Jika tujuan akhir, yaitu berdirinya PLTN dengan reaktor fusi, bisa tercapai, masih ada masalah lain dengan bahan bakarnya, yaitu isotop Helium-3. Di bumi, Helium-3 adalah produk sampingan pada proses pemeliharaan senjata nuklir, karenanya bisa disebut sebagai sumber energi terbarukan, dan dari proses tersebut hanya terdapat beberapa puluh kg saja yang berhasil dikumpulkan sampai saat ini. Namun di luar bumi, yaitu bulan, terdapat sumber alami Helium-3 yang melimpah. Batuan bulan diperkirakan menyimpan sekitar satu juta ton lebih Helium-3. Para ilmuwan memperkirakan bahwa hanya dengan sekitar 40 ton Helium-3 sudah dapat mencukupi seluruh kebutuhan energi di USA selama setahun penuh. Mengenai Helium-3 di bulan dan prospek menambangnya, dapat dibaca dalam tulisan sebelumnya.

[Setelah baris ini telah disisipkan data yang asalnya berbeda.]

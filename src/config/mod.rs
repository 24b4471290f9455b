//! Configuration management for LazyTables.
//!
//! Settings come from an optional TOML file. The API base URL can be
//! overridden by the `LAZYTABLES_API_BASE_URL` environment variable and by
//! the `--api-url` flag, in increasing order of precedence. A missing base URL
//! is a startup error.

mod settings;

use std::path::{Path, PathBuf};
use std::time::Duration;

use serde::{Deserialize, Serialize};
use thiserror::Error;
use tracing::{debug, info};

pub use settings::Settings;

/// Environment variable supplying the API origin.
pub const BASE_URL_ENV: &str = "LAZYTABLES_API_BASE_URL";

/// Errors raised while loading or resolving configuration.
#[derive(Debug, Error)]
pub enum ConfigError {
    /// The platform configuration directory could not be determined.
    #[error("Could not determine configuration directory")]
    NoConfigDir,

    /// The configuration file exists but could not be read.
    #[error("Failed to read config file: {0}")]
    ReadError(#[from] std::io::Error),

    /// The configuration file is not valid TOML for `Config`.
    #[error("Failed to parse config file: {0}")]
    ParseError(#[from] toml::de::Error),

    /// A value is present but unusable.
    #[error("Invalid configuration: {0}")]
    ValidationError(String),

    /// No API base URL from flag, environment or file.
    #[error("API base URL is not set (use --api-url, LAZYTABLES_API_BASE_URL, or api_base_url in the config file)")]
    MissingBaseUrl,
}

/// Result type for configuration operations.
pub type Result<T> = std::result::Result<T, ConfigError>;

/// The on-disk configuration.
#[derive(Debug, Clone, Default, PartialEq, Eq, Serialize, Deserialize)]
pub struct Config {
    /// Application settings.
    #[serde(default)]
    pub settings: Settings,
}

/// Resolved connection settings handed to the API client.
#[derive(Debug, Clone, PartialEq, Eq)]
pub struct ApiConfig {
    /// API origin without trailing slash.
    pub base_url: String,
    /// Per-request timeout.
    pub timeout: Duration,
}

impl ApiConfig {
    /// Create an API config with the default timeout.
    pub fn new(base_url: impl Into<String>) -> Self {
        Self {
            base_url: base_url.into(),
            timeout: Duration::from_secs(settings::DEFAULT_TIMEOUT_SECS),
        }
    }
}

impl Config {
    /// Get the default config file path.
    ///
    /// `~/.config/lazytables/config.toml` on Linux.
    pub fn default_path() -> Result<PathBuf> {
        let dir = dirs::config_dir().ok_or(ConfigError::NoConfigDir)?;
        Ok(dir.join("lazytables").join("config.toml"))
    }

    /// Load the config from the default location.
    pub fn load() -> Result<Self> {
        Self::load_from(&Self::default_path()?)
    }

    /// Load the config from a file. A missing file yields the defaults.
    pub fn load_from(path: &Path) -> Result<Self> {
        if !path.exists() {
            debug!(path = %path.display(), "No config file, using defaults");
            return Ok(Self::default());
        }

        let content = std::fs::read_to_string(path)?;
        let config: Config = toml::from_str(&content)?;
        info!(path = %path.display(), "Loaded configuration");
        Ok(config)
    }

    /// Resolve the API settings, reading the base URL from the environment.
    pub fn resolve_api(&self, cli_url: Option<&str>) -> Result<ApiConfig> {
        let env_url = std::env::var(BASE_URL_ENV).ok();
        self.resolve_api_with(cli_url, env_url.as_deref())
    }

    /// Resolve the API settings from explicit sources.
    ///
    /// Precedence: `cli_url`, then `env_url`, then the file. Blank values
    /// count as unset.
    pub fn resolve_api_with(&self, cli_url: Option<&str>, env_url: Option<&str>) -> Result<ApiConfig> {
        let base_url = [cli_url, env_url, self.settings.api_base_url.as_deref()]
            .into_iter()
            .flatten()
            .map(str::trim)
            .find(|url| !url.is_empty())
            .ok_or(ConfigError::MissingBaseUrl)?;

        if !base_url.starts_with("https://") && !base_url.starts_with("http://") {
            return Err(ConfigError::ValidationError(format!(
                "API base URL '{}' must start with http:// or https://",
                base_url
            )));
        }

        if self.settings.request_timeout_secs == 0 {
            return Err(ConfigError::ValidationError(
                "request_timeout_secs must be greater than zero".to_string(),
            ));
        }

        Ok(ApiConfig {
            base_url: base_url.to_string(),
            timeout: Duration::from_secs(self.settings.request_timeout_secs),
        })
    }
}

Melihat terobosan yang diperoleh NIF ini, mengikuti sikap optimistik para peneliti reaktor fusi, mungkin dalam 3 dekade lagi kita sudah bisa memiliki listrik yang dihasilkan oleh PLTN dengan reactor fusi, suatu PLTN yang bersih dan aman, bebas dari radiasi dan kontaminasi bahan berbahaya bagi lingkungan dan manusia.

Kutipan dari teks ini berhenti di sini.